The catheter manipulation devices are segmented based on indication, type of catheter, and geography. On the basis of indication the devices are further sub-segmented into electrophysiology studies, Vascular Interventional Surgery, and RF catheter ablation. The ablation process needs a special ablation catheter. Catheter ablation is the most popularly used procedure for Arrhythmias, having a high success rate. EP studies are used either to diagnose arrhythmias or to assist in cardiac ablation procedures and hence will hold a higher market share. This subsegment is expected to grow the fastest due to the increased establishment of EP labs every year in the United States. On the basis of types of catheter, the devices are segmented into, Intracardiac Echocardiography (ICE), ablation catheter, and circular mapping catheter. The standard ICE catheter utilizes a linear array of crystals arranged longitudinally along the catheter to produce a fan-shaped image radiating coplanar to the long axis of the catheter. The ablation catheter is adjusted to the proper position by the operator, and the machine sends either RF waves, extremely cold temperatures, or laser light through it to make a scar, called an ablation line. Manipulator for circular mapping catheter is responsible for advancement, retraction, rotation, tip deflection, and loop size of the catheter. The circular mapping catheter manipulator is used to remotely control both the circular mapping catheter and the ablation catheter this leads to improved procedure outcomes, hence this is expected to gain market share over single ICE and ablation catheter manipulators.
Geographically the global market is segmented into North America, Europe, Asia Pacific, Latin America, and Middle East & Africa. In 2014 North America accounted for the largest share of the market. Europe followed North America on account of revenue.

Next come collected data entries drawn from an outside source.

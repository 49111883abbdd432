use shared_definitions::{
    settings::{StabilizationSettings, SubTrimSettings},
    stabilization::{AttitudeActual, StabilizationMode},
    MAX_AXES, PITCH, ROLL, YAW,
};

use crate::{
    config::constants::HORIZON_MODE_MAX_BLEND,
    util::math::{
        misc::{bound_min_max, bound_sym, circular_modulus_deg},
        quaternion::Quaternion,
        vectors::RotationVector3D,
    },
};

#[derive(Debug, Default, Clone, Copy, PartialEq)]
pub struct AttitudeError {
    /// Degrees, yaw wrapped into (-180, 180].
    pub error: RotationVector3D,
    /// How far towards rate control horizon mode blends, in [0, 1].
    pub horizon_rate_fraction: f32,
}

/// Attitude error for the axes running an attitude law; other axes report no error.
/// `sticks` are normalized inputs.
pub fn calculate_attitude_errors(
    modes: &[Option<StabilizationMode>; MAX_AXES],
    sticks: &[f32; MAX_AXES],
    attitude: &AttitudeActual,
    settings: &StabilizationSettings,
    sub_trim: &SubTrimSettings,
) -> AttitudeError {
    let roll_setpoint = bound_min_max(
        sticks[ROLL] * settings.roll_max + sub_trim.roll,
        -settings.roll_max + sub_trim.roll,
        settings.roll_max + sub_trim.roll,
    );
    let pitch_setpoint = bound_min_max(
        sticks[PITCH] * settings.pitch_max + sub_trim.pitch,
        -settings.pitch_max + sub_trim.pitch,
        settings.pitch_max + sub_trim.pitch,
    );
    let mut setpoint = RotationVector3D::new(
        roll_setpoint,
        pitch_setpoint,
        sticks[YAW] * settings.yaw_max,
    );

    let mut horizon_rate_fraction = 0.0_f32;
    let current = RotationVector3D::from(attitude.rpy());

    for axis in 0..MAX_AXES {
        match modes[axis] {
            Some(StabilizationMode::Horizon) => {
                horizon_rate_fraction = horizon_rate_fraction.max(sticks[axis].abs());
            }
            // Weak leveling drifts back towards the trimmed level attitude.
            Some(StabilizationMode::WeakLeveling) => {
                setpoint[axis] = match axis {
                    ROLL => sub_trim.roll,
                    PITCH => sub_trim.pitch,
                    _ => 0.0,
                };
            }
            Some(StabilizationMode::Attitude) | Some(StabilizationMode::SystemIdent) => {}
            _ => setpoint[axis] = current[axis],
        }
    }

    let desired = Quaternion::from_rpy(setpoint);
    let actual = Quaternion::from_array(attitude.q);
    let mut error = (actual.inverse() * desired).to_rpy();
    error.yaw = circular_modulus_deg(error.yaw);

    AttitudeError {
        error,
        horizon_rate_fraction: bound_sym(horizon_rate_fraction, HORIZON_MODE_MAX_BLEND)
            / HORIZON_MODE_MAX_BLEND,
    }
}

#[cfg(test)]
mod tests {
    use super::*;

    fn attitude(roll: f32, pitch: f32, yaw: f32) -> AttitudeActual {
        let q = Quaternion::from_rpy(RotationVector3D::new(roll, pitch, yaw));
        AttitudeActual {
            q: [q.w, q.x, q.y, q.z],
            roll,
            pitch,
            yaw,
        }
    }

    #[test]
    fn level_request_from_banked_attitude() {
        let settings = StabilizationSettings::default();
        let modes = [Some(StabilizationMode::Attitude); 3];
        let result = calculate_attitude_errors(
            &modes,
            &[0.0, 0.0, 0.0],
            &attitude(10.0, 0.0, 0.0),
            &settings,
            &SubTrimSettings::default(),
        );
        assert!((result.error.roll + 10.0).abs() < 1e-3);
        assert!(result.error.pitch.abs() < 1e-3);
    }

    #[test]
    fn rate_axes_have_no_error() {
        let settings = StabilizationSettings::default();
        let modes = [
            Some(StabilizationMode::Rate),
            Some(StabilizationMode::Attitude),
            Some(StabilizationMode::Rate),
        ];
        let result = calculate_attitude_errors(
            &modes,
            &[1.0, 0.5, 1.0],
            &attitude(0.0, 0.0, 45.0),
            &settings,
            &SubTrimSettings::default(),
        );
        assert!(result.error.roll.abs() < 0.5);
        assert!(result.error.yaw.abs() < 0.5);
        assert!(result.error.pitch > 20.0);
    }

    #[test]
    fn trim_shifts_setpoint_and_bounds() {
        let mut settings = StabilizationSettings::default();
        settings.roll_max = 30.0;
        let trim = SubTrimSettings {
            roll: 2.0,
            pitch: 0.0,
        };
        let modes = [Some(StabilizationMode::Attitude), None, None];
        let result = calculate_attitude_errors(
            &modes,
            &[1.5, 0.0, 0.0],
            &AttitudeActual::default(),
            &settings,
            &trim,
        );
        assert!((result.error.roll - 32.0).abs() < 1e-2);
    }

    #[test]
    fn horizon_fraction_uses_largest_stick() {
        let settings = StabilizationSettings::default();
        let modes = [Some(StabilizationMode::Horizon); 3];
        let result = calculate_attitude_errors(
            &modes,
            &[0.2, -0.425, 0.1],
            &AttitudeActual::default(),
            &settings,
            &SubTrimSettings::default(),
        );
        assert!((result.horizon_rate_fraction - 0.5).abs() < 1e-5);

        let saturated = calculate_attitude_errors(
            &modes,
            &[0.95, 0.0, 0.0],
            &AttitudeActual::default(),
            &settings,
            &SubTrimSettings::default(),
        );
        assert_eq!(saturated.horizon_rate_fraction, 1.0);
    }
}
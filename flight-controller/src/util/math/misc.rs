use libm::{cbrtf, fmodf, powf};

pub fn bound_min_max(value: f32, min: f32, max: f32) -> f32 {
    if value < min {
        return min;
    }
    if value > max {
        return max;
    }
    value
}

pub fn bound_sym(value: f32, range: f32) -> f32 {
    bound_min_max(value, -range, range)
}

/// Wraps an angle error in degrees into (-180, 180].
pub fn circular_modulus_deg(error: f32) -> f32 {
    let value = fmodf(error + 180.0, 360.0);
    if value <= 0.0 {
        value + 180.0
    } else {
        value - 180.0
    }
}

/// Blends a linear and a power response. `gain` is a percentage, the result stays in [-1,1].
pub fn expo_m(x: f32, gain: f32, exponent: f32) -> f32 {
    let linear = x * (100.0 - gain) / 100.0;
    let curved = powf(x.abs(), exponent) * gain / 100.0;
    let out = if x >= 0.0 {
        linear + curved
    } else {
        linear - curved
    };
    bound_sym(out, 1.0)
}

/// Precomputed coefficients of a cubic deadband; see [`cubic_deadband`].
#[derive(Debug, Default, Clone, Copy, PartialEq)]
pub struct CubicDeadband {
    pub width: f32,
    pub slope: f32,
    pub m: f32,
    pub r: f32,
}

impl CubicDeadband {
    pub fn new(width: f32, slope: f32) -> Self {
        let (m, r) = cubic_deadband_setup(width, slope);
        Self {
            width,
            slope,
            m,
            r,
        }
    }

    pub fn apply(&self, input: f32) -> f32 {
        cubic_deadband(input, self.width, self.slope, self.m, self.r)
    }
}

/// Returns (m, r) so the cubic section meets the unit-slope tails with matching value and slope.
pub fn cubic_deadband_setup(width: f32, slope: f32) -> (f32, f32) {
    if width <= 0.0 {
        return (0.0, 0.0);
    }
    let m = cbrtf((1.0 - slope) / (3.0 * width * width));
    let r = powf(m * width, 3.0) + slope * width;
    (m, r)
}

pub fn cubic_deadband(input: f32, width: f32, slope: f32, m: f32, r: f32) -> f32 {
    if input <= -width {
        input + width - r
    } else if input >= width {
        input - width + r
    } else {
        powf(m * input, 3.0) + slope * input
    }
}

/// Piecewise-linear lookup of `input` over `curve`, whose points span [min, max] evenly.
/// Inputs below `min` map to the first point, past the end to the last point.
pub fn linear_interpolate(input: f32, curve: &[f32], min: f32, max: f32) -> f32 {
    let Some(&last) = curve.last() else {
        return 0.0;
    };
    let num_points = curve.len();

    let mut scale = (input - min) / (max - min);
    // Also catches NaN.
    if !(scale > 0.0) {
        scale = 0.0;
    }
    scale *= (num_points - 1) as f32;
    let idx1 = scale as usize;
    scale -= idx1 as f32;
    let idx2 = idx1 + 1;
    if idx2 >= num_points {
        return last;
    }
    curve[idx1] * (1.0 - scale) + curve[idx2] * scale
}

/// Bit-level approximation of `base^exponent` for positive bases.
/// Exact for an exponent of 1.
pub fn powapprox(base: f32, exponent: f32) -> f32 {
    const ONE_BITS: i32 = 1_064_866_805;
    let offset = base.to_bits() as i32 - ONE_BITS;
    let scaled = ((exponent as f64 * offset as f64) as i32).wrapping_add(ONE_BITS);
    f32::from_bits(scaled as u32)
}
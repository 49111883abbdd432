use crate::MAX_AXES;

/// Plant estimate produced by autotune. Beta and tau are natural logs.
#[derive(Debug, Clone, Copy, PartialEq)]
pub struct SystemIdentResult {
    pub beta: [f32; MAX_AXES],
    pub tau: f32,
    pub bias: [f32; MAX_AXES],
    pub noise: [f32; MAX_AXES],
    pub num_af_predicts: u32,
    pub num_spilled_pts: u32,
    pub hover_throttle: f32,
    pub new_tune: bool,
}

impl Default for SystemIdentResult {
    fn default() -> Self {
        Self {
            beta: [10.0, 10.0, 7.0],
            tau: -4.0,
            bias: [0.0; MAX_AXES],
            noise: [0.0; MAX_AXES],
            num_af_predicts: 0,
            num_spilled_pts: 0,
            hover_throttle: 0.0,
            new_tune: false,
        }
    }
}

The Asia-Pacific market is expected to grow due to the increasing aging population, improving and modernizing healthcare infrastructure, and high demand for electrophysiology devices, with a special focus on countries like India, China, and Japan.
A number of factors such as the development of technologically advanced catheter manipulation devices, increasing aging population with a high risk of cardiovascular diseases, increasing incidence of arrhythmia cases across the globe, growing focus of key market players to expand their geographic presence, and growing demand of ablation procedures drives the growth of the global market.
Major players are Proven process medical devices, Sterotaxis, Inc., Hansen Medical, Catheter Precision Inc., Boston Scientific, Biosense Webster, etc.